Search Director aka finesearch

Search Director

aka finesearch

Download (version 1.20 updated on 3/14/8

Why Is Anyone Still Using Google search?

Opinion: How many times must Google be shown to be totally irrelevant, inaccurate, and ads driven when there is the Live search?

Citation: Google is a lot like McDonalds. Both are global forces and probably aren't going anywhere soon. But you feel kind of guilty after buying or using anything from either of them, and you usually have a bad taste in your mouth for days.

Search engine? What can be simpler? Do you think so? You can be right though. Indexing Internet content although requires time and processor recourses is quiet straight forward task. So where a problem is?

Keeping index up-to-date
Keep index comprehensive
Build categorization upon content
Categorize a search query
Sort and filter result
Give an access to entire index
Incremental and activity indexing
Avoid ads or censorship driven result massaging or index building
Provide request location independent result

What's behind every problem and how it reflects in search result? Ok, let's look:

Keeping index up-to-date

If index isn't updating periodically then a search result can contain broken links. It can be solved looking in search cache, however actual cause of broken link can be that previous version of link had incomplete or wrong information. Cache also doesn't allow to do drill down to get more information if it looks like relevant. Other case of obsolete link, that a link can be still active but content can not match search query.

Keep index comprehensive

Although web crawling is well known task, many search engines use very simplistic crawlers which can't handle well links calculated in JavaScript or links reachable from navigation trees or other navigation controls with multiple states. Reason of that that manipulation with navigation control can just chnage its state without bringing a new result. So many crawlers gave up after certain number of attempts not bringing anything different. Some sites, like blogs can not provide an index of content, like live journal. In this case search engines are not smart enough to perform searching tasks requiring elements of AI. Needless to say about impossibility of reaching protected content.

Build categorization upon content

Many search engine doesn't assign any categorization information to indexed web content. So all pages look equal. It makes search result mostly irrelevant to a search query.

Categorize a search query

Categorization a search query makes sense only if index has categorization too.
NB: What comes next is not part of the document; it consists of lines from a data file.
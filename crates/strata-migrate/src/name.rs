//! Migration resource name parsing.
//!
//! Names follow `<prefix><version><separator><description><suffix>` for
//! versioned migrations (`V1.2__create_users.sql`) and
//! `<prefix><separator><description><suffix>` for repeatable ones
//! (`R__refresh_view.sql`). Callback scripts share the grammar but are
//! recognized by their event-name prefix.

use crate::callback::CallbackEvent;
use crate::config::MigrateConfig;
use crate::version::MigrationVersion;

/// What a valid resource name designates.
#[derive(Debug, Clone, Copy, PartialEq, Eq)]
pub enum NameKind {
    /// Ordered migration, applied at most once.
    Versioned,
    /// Marker that the schema is assumed to already be at this version.
    Baseline,
    /// Compensating script for a versioned migration.
    Undo,
    /// Unversioned migration, re-applied when its checksum changes.
    Repeatable,
    /// Lifecycle callback script; never part of the catalog.
    Callback(CallbackEvent),
}

/// A migration filename decomposed per the naming convention.
///
/// Underscores in the description become spaces on load; the raw
/// description is kept so [`ResourceName::file_name`] round-trips.
#[derive(Debug, Clone, PartialEq, Eq)]
pub struct ResourceName {
    prefix: String,
    version: Option<String>,
    description: String,
    raw_description: String,
    suffix: String,
    separator: String,
    kind: Option<NameKind>,
    valid: bool,
    message: Option<String>,
}

impl ResourceName {
    fn invalid(message: impl Into<String>) -> Self {
        Self {
            prefix: String::new(),
            version: None,
            description: String::new(),
            raw_description: String::new(),
            suffix: String::new(),
            separator: String::new(),
            kind: None,
            valid: false,
            message: Some(message.into()),
        }
    }

    /// Whether the name satisfies the convention.
    #[must_use]
    pub const fn is_valid(&self) -> bool {
        self.valid
    }

    /// Why the name is invalid, if it is.
    #[must_use]
    pub fn validity_message(&self) -> Option<&str> {
        self.message.as_deref()
    }

    /// The matched prefix.
    #[must_use]
    pub fn prefix(&self) -> &str {
        &self.prefix
    }

    /// The raw version text; only present on versioned-family names.
    #[must_use]
    pub fn version(&self) -> Option<&str> {
        self.version.as_deref()
    }

    /// The description with underscores replaced by spaces.
    #[must_use]
    pub fn description(&self) -> &str {
        &self.description
    }

    /// The description exactly as written in the filename.
    #[must_use]
    pub fn raw_description(&self) -> &str {
        &self.raw_description
    }

    /// The matched suffix, including the dot.
    #[must_use]
    pub fn suffix(&self) -> &str {
        &self.suffix
    }

    /// What the name designates; `None` for invalid names.
    #[must_use]
    pub const fn kind(&self) -> Option<NameKind> {
        self.kind
    }

    /// Reconstructs the filename this name was parsed from.
    #[must_use]
    pub fn file_name(&self) -> String {
        let mut out = self.prefix.clone();
        if let Some(version) = &self.version {
            out.push_str(version);
        }
        if !self.raw_description.is_empty() {
            out.push_str(&self.separator);
            out.push_str(&self.raw_description);
        }
        out.push_str(&self.suffix);
        out
    }
}

/// Parses resource names against the configured prefixes, separator and
/// suffixes, matching the longest prefix first so callback names never
/// masquerade as migrations.
pub struct ResourceNameParser {
    prefixes: Vec<(String, NameKind)>,
    separator: String,
    suffixes: Vec<String>,
}

impl ResourceNameParser {
    /// Builds a parser from the configured naming convention plus every
    /// known callback event prefix.
    #[must_use]
    pub fn new(config: &MigrateConfig) -> Self {
        let mut prefixes = vec![
            (config.sql_migration_prefix.clone(), NameKind::Versioned),
            (config.baseline_migration_prefix.clone(), NameKind::Baseline),
            (config.undo_migration_prefix.clone(), NameKind::Undo),
            (config.repeatable_migration_prefix.clone(), NameKind::Repeatable),
        ];
        for event in CallbackEvent::ALL {
            prefixes.push((event.name().to_string(), NameKind::Callback(event)));
        }
        prefixes.sort_by(|a, b| b.0.len().cmp(&a.0.len()));
        Self {
            prefixes,
            separator: config.sql_migration_separator.clone(),
            suffixes: config.sql_migration_suffixes.clone(),
        }
    }

    /// Decomposes `file_name`; failures yield an invalid [`ResourceName`]
    /// carrying the diagnostic rather than an error.
    #[must_use]
    pub fn parse(&self, file_name: &str) -> ResourceName {
        let Some(suffix) = self.matched_suffix(file_name) else {
            return ResourceName::invalid(format!(
                "name does not end with a recognized suffix ({})",
                self.suffixes.join(", ")
            ));
        };
        let stem = &file_name[..file_name.len() - suffix.len()];

        let Some((prefix, kind)) = self
            .prefixes
            .iter()
            .find(|(prefix, _)| !prefix.is_empty() && stem.starts_with(prefix.as_str()))
        else {
            return ResourceName::invalid(format!(
                "name does not start with a recognized prefix ({})",
                self.prefixes
                    .iter()
                    .map(|(p, _)| p.as_str())
                    .collect::<Vec<_>>()
                    .join(", ")
            ));
        };
        let rest = &stem[prefix.len()..];

        let (version_part, raw_description) = rest
            .split_once(self.separator.as_str())
            .unwrap_or((rest, ""));

        let version = match kind {
            NameKind::Versioned | NameKind::Baseline | NameKind::Undo => {
                if version_part.is_empty() {
                    return ResourceName::invalid(format!(
                        "'{prefix}'-prefixed migrations require a version"
                    ));
                }
                if let Err(err) = MigrationVersion::parse(version_part) {
                    return ResourceName::invalid(err.to_string());
                }
                Some(version_part.to_string())
            }
            NameKind::Repeatable | NameKind::Callback(_) => {
                if !version_part.is_empty() {
                    return ResourceName::invalid(format!(
                        "'{prefix}'-prefixed resources must not carry a version"
                    ));
                }
                None
            }
        };

        ResourceName {
            prefix: prefix.clone(),
            version,
            description: raw_description.replace('_', " "),
            raw_description: raw_description.to_string(),
            suffix: suffix.to_string(),
            separator: self.separator.clone(),
            kind: Some(*kind),
            valid: true,
            message: None,
        }
    }

    /// The longest configured suffix matching `file_name`, returned as the
    /// slice actually written so reconstruction preserves case.
    fn matched_suffix<'b>(&self, file_name: &'b str) -> Option<&'b str> {
        self.suffixes
            .iter()
            .filter_map(|suffix| {
                file_name
                    .len()
                    .checked_sub(suffix.len())
                    .and_then(|start| file_name.get(start..))
                    .filter(|tail| tail.eq_ignore_ascii_case(suffix))
            })
            .max_by_key(|tail| tail.len())
    }
}
//! SQLite dialect rules.

use super::{Delimiter, DialectRules, LockStrategy, RulesSpec};

const HISTORY_TABLE_DDL: &str = "\
CREATE TABLE IF NOT EXISTS {table} (
    installed_rank INTEGER NOT NULL PRIMARY KEY,
    version TEXT,
    description TEXT NOT NULL,
    type TEXT NOT NULL,
    script TEXT NOT NULL,
    checksum TEXT,
    installed_by TEXT NOT NULL,
    installed_on TEXT NOT NULL DEFAULT CURRENT_TIMESTAMP,
    execution_time INTEGER NOT NULL,
    success BOOLEAN NOT NULL
)";

/// Returns the SQLite capability set.
///
/// SQLite is single-writer per database file, so the lock strategy is a
/// documented no-op; trigger bodies are the only block construct.
#[must_use]
pub fn rules() -> DialectRules {
    RulesSpec {
        name: "SQLite",
        default_delimiter: Delimiter::new(";"),
        identifier_quotes: &['"', '`'],
        bracket_identifiers: true,
        string_quotes: &['\''],
        backslash_escapes: false,
        dollar_quoting: false,
        line_comment_markers: &["--"],
        nested_block_comments: false,
        delimiter_directive: false,
        block_open_keywords: &["BEGIN", "CASE"],
        block_patterns: &[r"^CREATE (TEMP |TEMPORARY )?TRIGGER\b"],
        non_transactional_patterns: &[r"^VACUUM\b", r"^ATTACH\b", r"^DETACH\b"],
        lock: LockStrategy::None,
        history_table_ddl: HISTORY_TABLE_DDL,
    }
    .into()
}

#[cfg(test)]
mod tests {
    use super::*;

    #[test]
    fn test_trigger_is_block_capable() {
        let rules = rules();
        assert!(rules.is_block_statement("CREATE TRIGGER AFTER INSERT ON T"));
        assert!(rules.is_block_statement("CREATE TEMP TRIGGER T"));
        assert!(!rules.is_block_statement("CREATE TABLE T"));
    }

    #[test]
    fn test_lock_is_noop() {
        assert_eq!(rules().lock, LockStrategy::None);
    }
}
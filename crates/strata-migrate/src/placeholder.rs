//! Script placeholder substitution.

use std::collections::BTreeMap;

use tracing::warn;

use crate::config::MigrateConfig;

/// Replaces `${key}` occurrences in script text with configured values.
///
/// Unknown placeholders are logged and left verbatim so that scripts using
/// the marker syntax for something else (e.g. shell snippets in comments)
/// still resolve.
pub struct PlaceholderReplacer {
    prefix: String,
    suffix: String,
    values: BTreeMap<String, String>,
}

impl PlaceholderReplacer {
    /// Builds a replacer from the configured markers and values.
    #[must_use]
    pub fn new(config: &MigrateConfig) -> Self {
        Self {
            prefix: config.placeholder_prefix.clone(),
            suffix: config.placeholder_suffix.clone(),
            values: config.placeholders.clone(),
        }
    }

    /// Substitutes every known placeholder in `input`.
    #[must_use]
    pub fn replace(&self, input: &str) -> String {
        let mut out = String::with_capacity(input.len());
        let mut rest = input;
        while let Some(start) = rest.find(&self.prefix) {
            out.push_str(&rest[..start]);
            let after_prefix = &rest[start + self.prefix.len()..];
            match after_prefix.find(&self.suffix) {
                Some(end) => {
                    let key = &after_prefix[..end];
                    if let Some(value) = self.values.get(key) {
                        out.push_str(value);
                    } else {
                        warn!(placeholder = key, "No value configured for placeholder, leaving it verbatim");
                        out.push_str(&rest[start..start + self.prefix.len() + end + self.suffix.len()]);
                    }
                    rest = &after_prefix[end + self.suffix.len()..];
                }
                None => {
                    // opening marker without a closer; keep the tail as-is
                    out.push_str(&rest[start..]);
                    return out;
                }
            }
        }
        out.push_str(rest);
        out
    }
}
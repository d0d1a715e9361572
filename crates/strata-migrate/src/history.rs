//! Schema-history model.
//!
//! The schema-history table is the durable ledger of applied migrations.
//! This module models its rows and the predicates the external validator
//! builds on; writing rows is the executor's job.

use std::cmp::Ordering;

use chrono::{DateTime, Utc};

use crate::migration::ResolvedMigration;
use crate::version::MigrationVersion;

/// One row of the schema-history table.
///
/// `installed_rank` is a monotonically increasing counter assigned at
/// insert. It reflects application order, which is not necessarily version
/// order.
#[derive(Debug, Clone, PartialEq, Eq)]
pub struct AppliedMigration {
    /// Insert sequence number; the table's primary key.
    pub installed_rank: i32,
    /// Version text; `None` for repeatable migrations.
    pub version: Option<String>,
    /// Description as recorded at application time.
    pub description: String,
    /// Type code (`SQL`, `SQL_BASELINE`, …) as recorded.
    pub migration_type: String,
    /// Script identifier as recorded.
    pub script: String,
    /// Checksum recorded at application time, if any.
    pub checksum: Option<String>,
    /// Who applied it.
    pub installed_by: String,
    /// When it was applied.
    pub installed_on: DateTime<Utc>,
    /// Wall-clock execution time in milliseconds.
    pub execution_time_ms: i32,
    /// Whether the run succeeded.
    pub success: bool,
}

// Ordering is by installed_rank alone: rank is a historical sequence
// number, not identity, so two rows can compare Equal while differing in
// every other field. Kept inconsistent with `Eq` on purpose.
impl PartialOrd for AppliedMigration {
    fn partial_cmp(&self, other: &Self) -> Option<Ordering> {
        Some(self.cmp(other))
    }
}

impl Ord for AppliedMigration {
    fn cmp(&self, other: &Self) -> Ordering {
        self.installed_rank.cmp(&other.installed_rank)
    }
}

/// Whether the resolved content still matches what was applied.
///
/// For repeatables, either the primary checksum or the
/// pre-placeholder-substitution equivalent counting as a match means
/// "unchanged". This is the drift predicate the external validator turns
/// into an error; it is never raised here.
#[must_use]
pub fn checksum_matches(resolved: &ResolvedMigration, applied: &AppliedMigration) -> bool {
    applied.checksum.as_ref().map_or_else(
        || resolved.checksum.is_none(),
        |recorded| {
            resolved.checksum.as_ref() == Some(recorded)
                || resolved.equivalent_checksum.as_ref() == Some(recorded)
        },
    )
}

/// Applied versioned migrations whose version precedes one that was already
/// applied at a lower rank: evidence of out-of-order application.
#[must_use]
pub fn out_of_order(applied: &[AppliedMigration]) -> Vec<&AppliedMigration> {
    let mut rows: Vec<&AppliedMigration> = applied.iter().collect();
    rows.sort();

    let mut max_seen: Option<MigrationVersion> = None;
    let mut out = Vec::new();
    for row in rows {
        let Some(version) = row
            .version
            .as_deref()
            .and_then(|raw| MigrationVersion::parse(raw).ok())
        else {
            continue;
        };
        match max_seen.as_ref().map(|max| version.cmp(max)) {
            Some(Ordering::Less) => out.push(row),
            Some(Ordering::Greater) | None => max_seen = Some(version),
            Some(Ordering::Equal) => {}
        }
    }
    out
}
Matching query categories to categories in an index can provide much more relevant results.

Sort and filter result

Search result should be sorted by certain criteria, like last time update, or most relevant upon used categorization. Filtering can be helpful to eliminate duplicated or similar result coming from the same source.

Give an access to entire index

Although actual number of entries matching a search query can be big, most of search engine will restrict a temporary built result to 1000 or less entries. It makes very likely that final result won't include search goal, especially if above problems exist in a search engine.

Incremental and activity indexing

Indexing can be incremental like providing changes for updated pages. Activity index is also helpful to find out recently changed information relevant to a search query.

Avoid ads or censorship driven massaging

Result data shouldn't be driven by advertisement pushing certain result on first page. Censorship shouldn't be also applied to hide certain results. Funny thing that two giants as Microsoft and Google have controversial censorship patterns. For example I wrote a small blog about how to use Google mail with Java mail API. Do a search for words: javamail google using Microsoft's live search . A link to my blog will be second on first page. However if you try Google or Yahoo search, then you won't be able to find this link at all. You may guess, that Google doesn't index the blog? It isn't possible, because you can find link to my article from some page found by Google. So certainly Google twit is applied for my blog entry. Read more about Google censorship here.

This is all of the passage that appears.